══ EXERCISE MATERIALS ══

//! Per-name ordering of bridge messages
//!
//! The bridge only guarantees eventual delivery. Messages about different
//! names may be applied in any order, but messages about the same name must be
//! applied in the order they were sent (an ejection before the renewal that
//! follows it). Every outbound message is wrapped in an envelope numbered per
//! canonical id:
//!
//! ```text
//! BridgeEnvelope { origin, token: canonical id, sequence: 0, 1, 2, ..., payload }
//! ```
//!
//! The receiving side applies sequence `n` only after `n - 1`. Earlier
//! sequences are rejected as stale, later ones are parked until the gap fills.
//! A parked envelope stays parked until it is applied, and a resend with the
//! same sequence replaces it.

use std::collections::{BTreeMap, HashMap};

use alloy_primitives::{Bytes, U256};
use namechain_core::name::canonical_id;
use namechain_core::Side;
use serde::{Deserialize, Serialize};

use crate::error::{RegistryError, Result};

/// An encoded bridge message with its ordering metadata
#[derive(Debug, Clone, PartialEq, Eq, Serialize, Deserialize)]
pub struct BridgeEnvelope {
    /// Side that sent the message
    pub origin: Side,
    /// Canonical id of the name the message concerns
    pub token: U256,
    pub sequence: u64,
    /// Encoded `BridgeMessage`
    pub payload: Bytes,
}

/// Outbound sequence counters
#[derive(Debug, Clone, Default)]
pub struct BridgeSender {
    next: HashMap<U256, u64>,
}

impl BridgeSender {
    /// Allocate the next sequence number for `token`.
    pub fn next_sequence(&mut self, token: U256) -> u64 {
        let slot = self.next.entry(canonical_id(token)).or_insert(0);
        let sequence = *slot;
        *slot += 1;
        sequence
    }

    /// Number of messages sent so far for `token`
    pub fn sent(&self, token: U256) -> u64 {
        self.next.get(&canonical_id(token)).copied().unwrap_or(0)
    }
}

/// Inbound sequence guard
#[derive(Debug, Clone, Default)]
pub struct BridgeReceiver {
    next: HashMap<U256, u64>,
    parked: HashMap<U256, BTreeMap<u64, BridgeEnvelope>>,
}

impl BridgeReceiver {
    /// Sequence number the next applied message for `token` must carry
    pub fn expected(&self, token: U256) -> u64 {
        self.next.get(&canonical_id(token)).copied().unwrap_or(0)
    }

    /// Decide what to do with an arriving envelope.
    ///
    /// Returns the envelope back if it can be applied now, `None` if it was
    /// parked behind a gap.
    pub fn admit(&mut self, envelope: BridgeEnvelope) -> Result<Option<BridgeEnvelope>> {
        let token = canonical_id(envelope.token);
        let expected = self.expected(token);

        if envelope.sequence < expected {
            return Err(RegistryError::StaleMessage {
                token,
                sequence: envelope.sequence,
                expected,
            });
        }

        if envelope.sequence > expected {
            let sequence = envelope.sequence;
            let replaced = self
                .parked
                .entry(token)
                .or_default()
                .insert(sequence, envelope)
                .is_some();
            tracing::debug!(
                token = %token,
                sequence,
                expected,
                replaced,
                "Parked out-of-order bridge message"
            );
            return Ok(None);
        }

        Ok(Some(envelope))
    }

    /// Mark the expected message for `token` as applied.
    ///
    /// Returns a copy of the parked envelope that has become ready, if any.
    /// It stays parked until it is completed in turn.
    pub fn complete(&mut self, token: U256) -> Option<BridgeEnvelope> {
        let token = canonical_id(token);
        let applied = self.expected(token);
        let next = applied + 1;
        self.next.insert(token, next);

        let queue = self.parked.get_mut(&token)?;
        queue.remove(&applied);
        let ready = queue.get(&next).cloned();
        if queue.is_empty() {
            self.parked.remove(&token);
        }
        ready
    }

    /// Envelopes waiting behind a gap, across all names
    pub fn parked_count(&self) -> usize {
        self.parked.values().map(BTreeMap::len).sum()
    }
}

═══

* **TASK DETAILS**
Repeat the records above in full, word for word.

* **RESULT BELOW**
//! Per-name ordering of bridge messages
//!
//! The bridge only guarantees eventual delivery. Messages about different
//! names may be applied in any order, but messages about the same name must be
//! applied in the order they were sent (an ejection before the renewal that
//! follows it). Every outbound message is wrapped in an envelope numbered per
//! canonical id:
//!
//! ```text
//! BridgeEnvelope { origin, token: canonical id, sequence: 0, 1, 2, ..., payload }
//! ```
//!
//! The receiving side applies sequence `n` only after `n - 1`. Earlier
//! sequences are rejected as stale, later ones are parked until the gap fills.
//! A parked envelope stays parked until it is applied, and a resend with the
//! same sequence replaces it.

use std::collections::{BTreeMap, HashMap};

use alloy_primitives::{Bytes, U256};
use namechain_core::name::canonical_id;
use namechain_core::Side;
use serde::{Deserialize, Serialize};

use crate::error::{RegistryError, Result};

/// An encoded bridge message with its ordering metadata
#[derive(Debug, Clone, PartialEq, Eq, Serialize, Deserialize)]
pub struct BridgeEnvelope {
    /// Side that sent the message
    pub origin: Side,
    /// Canonical id of the name the message concerns
    pub token: U256,
    pub sequence: u64,
    /// Encoded `BridgeMessage`
    pub payload: Bytes,
}

/// Outbound sequence counters
#[derive(Debug, Clone, Default)]
pub struct BridgeSender {
    next: HashMap<U256, u64>,
}

impl BridgeSender {
    /// Allocate the next sequence number for `token`.
    pub fn next_sequence(&mut self, token: U256) -> u64 {
        let slot = self.next.entry(canonical_id(token)).or_insert(0);
        let sequence = *slot;
        *slot += 1;
        sequence
    }

    /// Number of messages sent so far for `token`
    pub fn sent(&self, token: U256) -> u64 {
        self.next.get(&canonical_id(token)).copied().unwrap_or(0)
    }
}

/// Inbound sequence guard
#[derive(Debug, Clone, Default)]
pub struct BridgeReceiver {
    next: HashMap<U256, u64>,
    parked: HashMap<U256, BTreeMap<u64, BridgeEnvelope>>,
}

impl BridgeReceiver {
    /// Sequence number the next applied message for `token` must carry
    pub fn expected(&self, token: U256) -> u64 {
        self.next.get(&canonical_id(token)).copied().unwrap_or(0)
    }

    /// Decide what to do with an arriving envelope.
    ///
    /// Returns the envelope back if it can be applied now, `None` if it was
    /// parked behind a gap.
    pub fn admit(&mut self, envelope: BridgeEnvelope) -> Result<Option<BridgeEnvelope>> {
        let token = canonical_id(envelope.token);
        let expected = self.expected(token);

        if envelope.sequence < expected {
            return Err(RegistryError::StaleMessage {
                token,
                sequence: envelope.sequence,
                expected,
            });
        }

        if envelope.sequence > expected {
            let sequence = envelope.sequence;
            let replaced = self
                .parked
                .entry(token)
                .or_default()
                .insert(sequence, envelope)
                .is_some();
            tracing::debug!(
                token = %token,
                sequence,
                expected,
                replaced,
                "Parked out-of-order bridge message"
            );
            return Ok(None);
        }

        Ok(Some(envelope))
    }

    /// Mark the expected message for `token` as applied.
    ///
    /// Returns a copy of the parked envelope that has become ready, if any.
    /// It stays parked until it is completed in turn.
    pub fn complete(&mut self, token: U256) -> Option<BridgeEnvelope> {
        let token = canonical_id(token);
        let applied = self.expected(token);
        let next = applied + 1;
        self.next.insert(token, next);

        let queue = self.parked.get_mut(&token)?;
        queue.remove(&applied);
        let ready = queue.get(&next).cloned();
        if queue.is_empty() {
            self.parked.remove(&token);
        }
        ready
    }

    /// Envelopes waiting behind a gap, across all names
    pub fn parked_count(&self) -> usize {
        self.parked.values().map(BTreeMap::len).sum()
    }
}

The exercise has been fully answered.